Optimizing Broadcast Message Distribution

Whether it be creating a distributed application or a server queue, one of the biggest challenges we face is reducing the bandwidth used for communication. When broadcasting a message or recovering data from several devices, the design decisions impact heavily on performance, and decide the bottlenecks of the architecture. We’ll review the basics of the different approaches to analyze which is best in each situation.

The centralized approach

Most services and servers use a single entry point for communication from clients, giving a well-known address to reach the server. This entry point may or may not mask a load-balancing service that keeps the servers from congesting, but it does receive all the network transactions to and from the server.

With this method the clients only deal with their own data usage, but the central entry point is flooded with all the transmissions. One server with 1000 clients sending 1000 each second would be receiving 1 million transactions each second, and the number scales linearly. Also, unless it’s confined to a private network, if the server needs to broadcast data to each of its thousand clients, it will need to send a thousand packages.

But this model isn’t all loss: centralization means a server knows the client’s address at all times and can reach it directly. It’s also a lean approach to the client construction, making it a great choice for cases where storage size or client bandwidth are constraints.

The tree topology

In cases where groups of clients can message each other, a much more efficient distribution method is available. By the server sending a broadcast message to just a few clients and delegating to them the responsibility of spreading it to their group. In turn, these clients delegate in the same way to the few they communicate with. This creates a root in the server and branching nodes for repeat clients, thus forming a tree graph. From a performance standpoint, we have traded propagation time and complexity for a more even usage of bandwidth.

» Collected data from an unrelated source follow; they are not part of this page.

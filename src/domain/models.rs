use chrono::{DateTime, Duration, Utc};
use serde::{Deserialize, Serialize};
use std::collections::HashSet;
use std::fmt;
use std::str::FromStr;
use uuid::Uuid;

use super::error::{AttendanceError, AttendanceResult};

/// Identity reference for a registered user.
pub type UserId = Uuid;

/// Identifier of a teacher-owned attendance session.
pub type SessionId = Uuid;

/// What a user is allowed to do.
#[derive(Debug, Clone, Copy, PartialEq, Eq, Serialize, Deserialize)]
#[serde(rename_all = "lowercase")]
pub enum Role {
    // ---
    Teacher,
    Student,
}

impl Role {
    // ---
    pub fn as_str(&self) -> &'static str {
        // ---
        match self {
            Role::Teacher => "teacher",
            Role::Student => "student",
        }
    }
}

impl fmt::Display for Role {
    fn fmt(&self, f: &mut fmt::Formatter<'_>) -> fmt::Result {
        f.write_str(self.as_str())
    }
}

impl FromStr for Role {
    type Err = AttendanceError;

    fn from_str(s: &str) -> Result<Self, Self::Err> {
        // ---
        match s {
            "teacher" => Ok(Role::Teacher),
            "student" => Ok(Role::Student),
            _ => Err(AttendanceError::InvalidInput),
        }
    }
}

/// A registered user. Immutable after registration.
#[derive(Debug, Clone)]
pub struct User {
    // ---
    pub id: UserId,

    /// Unique across the whole system.
    pub username: String,

    /// Argon2 PHC string; never the raw secret.
    pub secret_hash: String,

    pub role: Role,
}

impl User {
    // ---
    pub fn new(username: String, secret_hash: String, role: Role) -> Self {
        // ---
        Self {
            id: Uuid::new_v4(),
            username,
            secret_hash,
            role,
        }
    }
}

/// A freshly minted rotating token and the instant it stops being valid.
#[derive(Debug, Clone, PartialEq, Eq)]
pub struct IssuedToken {
    // ---
    pub value: String,
    pub expires_at: DateTime<Utc>,
}

/// Live state of one attendance session.
///
/// Every mutation goes through the session's own lock in the repository,
/// so the methods here assume exclusive access.
#[derive(Debug, Clone)]
pub struct Session {
    // ---
    pub id: SessionId,
    pub teacher_id: UserId,
    pub active: bool,
    current_token: Option<String>,
    token_expires_at: Option<DateTime<Utc>>,
    attendance: HashSet<UserId>,
    pub created_at: DateTime<Utc>,
    pub last_activity: DateTime<Utc>,
}

impl Session {
    // ---
    pub fn new(teacher_id: UserId, now: DateTime<Utc>) -> Self {
        // ---
        Self {
            id: Uuid::new_v4(),
            teacher_id,
            active: true,
            current_token: None,
            token_expires_at: None,
            attendance: HashSet::new(),
            created_at: now,
            last_activity: now,
        }
    }

    pub fn is_owned_by(&self, user_id: UserId) -> bool {
        self.teacher_id == user_id
    }

    /// Replaces the current token with a fresh one valid for `ttl`.
    ///
    /// The previous value stops matching immediately, regardless of its
    /// own expiration. Fails without touching the session if `now + ttl`
    /// is not a representable instant.
    pub fn rotate(&mut self, ttl: Duration, now: DateTime<Utc>) -> AttendanceResult<IssuedToken> {
        // ---
        let expires_at = now
            .checked_add_signed(ttl)
            .ok_or_else(|| anyhow::anyhow!("token expiry out of range (ttl {ttl})"))?;
        let value = Uuid::new_v4().to_string();

        self.current_token = Some(value.clone());
        self.token_expires_at = Some(expires_at);
        self.last_activity = now;

        Ok(IssuedToken { value, expires_at })
    }

    /// True iff the session is active, `token` is the current one, and
    /// `now` is strictly before its expiration.
    pub fn accepts(&self, token: &str, now: DateTime<Utc>) -> bool {
        // ---
        if !self.active {
            return false;
        }

        match (&self.current_token, self.token_expires_at) {
            (Some(current), Some(expires_at)) => {
                constant_time_eq(current.as_bytes(), token.as_bytes()) && now < expires_at
            }
            _ => false,
        }
    }

    pub fn has_attended(&self, student_id: UserId) -> bool {
        self.attendance.contains(&student_id)
    }

    /// Adds a student to the attendance set. Returns `false` if present.
    pub fn record(&mut self, student_id: UserId, now: DateTime<Utc>) -> bool {
        // ---
        self.last_activity = now;
        self.attendance.insert(student_id)
    }

    pub fn attendees(&self) -> Vec<UserId> {
        self.attendance.iter().copied().collect()
    }

    /// Deactivates the session and drops its current token.
    pub fn close(&mut self, now: DateTime<Utc>) {
        // ---
        self.active = false;
        self.current_token = None;
        self.token_expires_at = None;
        self.last_activity = now;
    }
}

/// Compares two byte strings without short-circuiting on the first mismatch.
pub(crate) fn constant_time_eq(a: &[u8], b: &[u8]) -> bool {
    // ---
    if a.len() != b.len() {
        return false;
    }

    a.iter().zip(b).fold(0u8, |acc, (x, y)| acc | (x ^ y)) == 0
}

However, this structure has other advantages. In cases of distributed work among peers or workers, a complex calculation or one that needs peer data can be partially done. Once the partial computation is finished, it’s transmitted up the chain to an upper node, aggregated with the peer’s own calculation and then retransmitted up to repeat the process until the root peer obtains the total result. This methodology greatly reduces both traffic to the root peer and its processing power.

The mesh pattern

Taking the calculation case into account, we can refine a new case from it. If the computed data needs to be known by all the peers, the root peer must perform a broadcast every time it completes. If instead of assigning a root peer we meld it with the rest, we can create a crisscrossing pattern of messages between the peers so that they all receive data and add it to their own, while making sure that no data is used twice in any peer. This crisscross approach nets the quickest distribution of results to all nodes.

No silver bullet

As is often the case with computer architecture, we see that there is no one-size-fit-all solution to connectivity. When deciding our approach, we must be sure of what our priorities and constraints are, and of the heaviest load on our network. Does it mainly report to a single place? Is it a top-down distribution of data? Is it a divisible intensive computation? Do the clients/peers rely heavily on the result of common aggregation? Knowing what model fits the problem best means a big boon to both performance, reliability and resources used.